== Source data ==

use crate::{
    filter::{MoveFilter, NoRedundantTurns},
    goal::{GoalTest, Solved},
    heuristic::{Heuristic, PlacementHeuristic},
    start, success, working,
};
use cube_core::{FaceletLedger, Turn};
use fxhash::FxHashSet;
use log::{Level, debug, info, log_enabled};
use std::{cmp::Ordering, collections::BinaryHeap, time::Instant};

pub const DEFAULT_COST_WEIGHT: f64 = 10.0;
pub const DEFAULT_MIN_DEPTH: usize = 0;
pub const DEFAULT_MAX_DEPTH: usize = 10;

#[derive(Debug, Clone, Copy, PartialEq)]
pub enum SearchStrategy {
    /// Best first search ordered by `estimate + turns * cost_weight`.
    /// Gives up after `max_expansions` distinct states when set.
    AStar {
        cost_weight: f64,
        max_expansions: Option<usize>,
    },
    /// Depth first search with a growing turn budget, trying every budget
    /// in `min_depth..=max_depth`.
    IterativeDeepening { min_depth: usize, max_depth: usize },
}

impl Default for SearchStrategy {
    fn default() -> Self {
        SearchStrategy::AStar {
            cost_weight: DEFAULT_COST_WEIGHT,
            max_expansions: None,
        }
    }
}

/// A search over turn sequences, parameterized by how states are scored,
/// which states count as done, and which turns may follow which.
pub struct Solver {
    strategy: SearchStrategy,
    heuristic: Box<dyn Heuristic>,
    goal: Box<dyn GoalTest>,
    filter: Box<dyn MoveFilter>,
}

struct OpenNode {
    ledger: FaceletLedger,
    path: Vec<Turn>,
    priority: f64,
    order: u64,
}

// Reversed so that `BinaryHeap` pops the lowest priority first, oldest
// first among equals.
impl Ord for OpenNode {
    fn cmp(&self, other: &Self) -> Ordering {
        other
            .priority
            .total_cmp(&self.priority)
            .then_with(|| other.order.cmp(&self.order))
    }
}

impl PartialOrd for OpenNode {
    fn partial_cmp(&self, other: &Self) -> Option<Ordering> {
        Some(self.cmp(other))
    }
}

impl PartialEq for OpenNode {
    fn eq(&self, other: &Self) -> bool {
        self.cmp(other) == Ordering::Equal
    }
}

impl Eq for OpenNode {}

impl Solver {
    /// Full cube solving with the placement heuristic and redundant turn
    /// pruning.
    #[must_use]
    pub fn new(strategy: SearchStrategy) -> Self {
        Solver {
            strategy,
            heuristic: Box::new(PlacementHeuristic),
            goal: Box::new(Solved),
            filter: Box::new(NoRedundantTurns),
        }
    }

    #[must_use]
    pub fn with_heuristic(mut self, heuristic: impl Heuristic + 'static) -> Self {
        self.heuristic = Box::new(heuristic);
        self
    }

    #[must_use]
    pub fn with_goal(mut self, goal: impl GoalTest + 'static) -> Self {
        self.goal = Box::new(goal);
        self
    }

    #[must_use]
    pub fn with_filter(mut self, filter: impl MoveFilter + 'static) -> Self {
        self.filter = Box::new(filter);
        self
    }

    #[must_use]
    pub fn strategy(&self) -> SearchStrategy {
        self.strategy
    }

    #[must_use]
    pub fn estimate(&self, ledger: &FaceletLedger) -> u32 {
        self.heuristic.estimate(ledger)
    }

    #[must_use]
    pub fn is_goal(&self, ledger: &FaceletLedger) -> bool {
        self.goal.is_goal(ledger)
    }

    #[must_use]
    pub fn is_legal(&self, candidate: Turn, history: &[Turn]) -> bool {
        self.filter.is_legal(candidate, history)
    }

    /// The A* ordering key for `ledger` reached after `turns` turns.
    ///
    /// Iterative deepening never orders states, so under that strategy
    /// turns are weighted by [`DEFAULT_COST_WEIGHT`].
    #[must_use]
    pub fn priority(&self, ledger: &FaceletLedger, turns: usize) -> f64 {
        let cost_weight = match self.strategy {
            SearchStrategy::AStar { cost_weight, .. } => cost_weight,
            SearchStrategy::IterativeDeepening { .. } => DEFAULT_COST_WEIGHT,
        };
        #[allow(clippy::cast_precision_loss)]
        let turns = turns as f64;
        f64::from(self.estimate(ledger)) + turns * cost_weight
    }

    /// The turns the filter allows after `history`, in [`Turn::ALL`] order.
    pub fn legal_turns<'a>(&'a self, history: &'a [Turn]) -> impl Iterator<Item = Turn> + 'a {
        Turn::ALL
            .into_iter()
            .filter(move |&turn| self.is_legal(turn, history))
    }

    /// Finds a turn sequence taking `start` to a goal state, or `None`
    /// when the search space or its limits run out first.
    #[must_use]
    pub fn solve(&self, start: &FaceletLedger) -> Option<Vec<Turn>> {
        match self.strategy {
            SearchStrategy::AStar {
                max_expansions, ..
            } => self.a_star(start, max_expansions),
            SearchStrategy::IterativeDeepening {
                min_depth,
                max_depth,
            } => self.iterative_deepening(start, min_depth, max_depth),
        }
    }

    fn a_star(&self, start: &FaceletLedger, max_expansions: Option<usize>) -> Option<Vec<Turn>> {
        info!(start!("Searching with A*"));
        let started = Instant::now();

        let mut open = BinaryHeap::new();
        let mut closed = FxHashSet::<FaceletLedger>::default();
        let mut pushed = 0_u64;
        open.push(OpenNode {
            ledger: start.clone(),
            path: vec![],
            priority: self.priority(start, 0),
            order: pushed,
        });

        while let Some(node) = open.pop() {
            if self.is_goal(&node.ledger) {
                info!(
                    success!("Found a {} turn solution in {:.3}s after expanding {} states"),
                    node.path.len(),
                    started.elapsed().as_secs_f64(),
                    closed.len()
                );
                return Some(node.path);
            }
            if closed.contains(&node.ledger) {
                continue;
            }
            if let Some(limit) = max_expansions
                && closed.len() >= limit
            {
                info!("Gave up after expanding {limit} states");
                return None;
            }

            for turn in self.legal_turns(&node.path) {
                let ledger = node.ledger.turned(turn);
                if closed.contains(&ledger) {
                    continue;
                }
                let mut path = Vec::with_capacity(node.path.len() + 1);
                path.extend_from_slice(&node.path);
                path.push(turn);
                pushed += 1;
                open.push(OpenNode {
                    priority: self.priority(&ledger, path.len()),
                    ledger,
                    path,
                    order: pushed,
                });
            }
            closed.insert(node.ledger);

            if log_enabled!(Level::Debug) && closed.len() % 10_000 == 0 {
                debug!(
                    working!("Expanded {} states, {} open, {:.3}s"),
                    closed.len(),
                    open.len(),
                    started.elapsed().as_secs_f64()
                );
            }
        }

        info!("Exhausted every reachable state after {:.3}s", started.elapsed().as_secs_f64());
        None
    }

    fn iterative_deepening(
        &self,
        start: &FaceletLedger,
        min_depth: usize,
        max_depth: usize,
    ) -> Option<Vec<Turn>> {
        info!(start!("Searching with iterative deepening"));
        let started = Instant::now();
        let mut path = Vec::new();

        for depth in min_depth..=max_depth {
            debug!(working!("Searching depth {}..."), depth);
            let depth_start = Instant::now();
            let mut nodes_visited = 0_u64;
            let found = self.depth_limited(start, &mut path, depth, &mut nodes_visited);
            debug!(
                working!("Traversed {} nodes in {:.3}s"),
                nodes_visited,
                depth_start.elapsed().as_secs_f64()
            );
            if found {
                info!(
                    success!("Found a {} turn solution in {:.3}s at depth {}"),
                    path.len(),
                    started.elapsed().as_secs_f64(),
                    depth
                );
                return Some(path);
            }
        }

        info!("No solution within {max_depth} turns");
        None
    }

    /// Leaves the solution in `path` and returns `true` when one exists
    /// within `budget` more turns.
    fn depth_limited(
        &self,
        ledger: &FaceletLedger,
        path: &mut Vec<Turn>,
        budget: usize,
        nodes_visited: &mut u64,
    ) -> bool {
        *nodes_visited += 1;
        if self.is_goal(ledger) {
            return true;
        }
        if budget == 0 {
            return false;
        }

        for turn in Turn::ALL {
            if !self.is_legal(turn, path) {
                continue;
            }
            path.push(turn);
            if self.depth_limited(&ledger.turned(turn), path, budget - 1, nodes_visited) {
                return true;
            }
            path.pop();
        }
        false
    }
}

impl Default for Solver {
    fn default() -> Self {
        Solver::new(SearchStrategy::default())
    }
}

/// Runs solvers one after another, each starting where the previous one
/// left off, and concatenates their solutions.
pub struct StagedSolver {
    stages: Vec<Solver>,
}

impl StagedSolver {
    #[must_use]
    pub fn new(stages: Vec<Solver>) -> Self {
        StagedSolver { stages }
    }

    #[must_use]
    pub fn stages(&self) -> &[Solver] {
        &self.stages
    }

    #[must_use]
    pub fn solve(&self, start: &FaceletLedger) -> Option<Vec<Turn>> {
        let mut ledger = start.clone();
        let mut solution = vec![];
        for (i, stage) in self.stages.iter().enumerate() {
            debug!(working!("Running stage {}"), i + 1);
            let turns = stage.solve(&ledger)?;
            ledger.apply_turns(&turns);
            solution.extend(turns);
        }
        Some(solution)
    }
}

==

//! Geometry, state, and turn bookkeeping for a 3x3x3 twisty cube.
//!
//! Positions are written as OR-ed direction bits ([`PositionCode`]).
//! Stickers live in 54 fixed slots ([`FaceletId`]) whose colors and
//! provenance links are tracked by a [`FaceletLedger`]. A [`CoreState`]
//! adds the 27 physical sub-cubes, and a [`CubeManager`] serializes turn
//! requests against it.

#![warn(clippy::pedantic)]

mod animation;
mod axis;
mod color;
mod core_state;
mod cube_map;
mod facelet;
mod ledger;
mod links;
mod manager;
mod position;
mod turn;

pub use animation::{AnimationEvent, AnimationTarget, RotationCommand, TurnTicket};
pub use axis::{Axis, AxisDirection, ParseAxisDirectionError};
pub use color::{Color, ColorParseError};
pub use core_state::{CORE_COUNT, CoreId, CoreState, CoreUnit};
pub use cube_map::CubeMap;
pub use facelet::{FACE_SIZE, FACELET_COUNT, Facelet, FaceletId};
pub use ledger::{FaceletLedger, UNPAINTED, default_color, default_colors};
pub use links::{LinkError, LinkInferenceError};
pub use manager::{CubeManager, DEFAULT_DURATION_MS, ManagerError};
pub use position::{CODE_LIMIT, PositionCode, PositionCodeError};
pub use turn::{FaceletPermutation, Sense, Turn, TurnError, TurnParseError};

== Task prompt ==
Taking the entries above, print exactly the lines starting at the line with "pub fn priority(&self, ledger: &FaceletLedger, turns: usize)" and ending at the line with "#[allow(clippy::cast_precision_loss)]", both included.

== Response to the task ==
    pub fn priority(&self, ledger: &FaceletLedger, turns: usize) -> f64 {
        let cost_weight = match self.strategy {
            SearchStrategy::AStar { cost_weight, .. } => cost_weight,
            SearchStrategy::IterativeDeepening { .. } => DEFAULT_COST_WEIGHT,
        };
        #[allow(clippy::cast_precision_loss)]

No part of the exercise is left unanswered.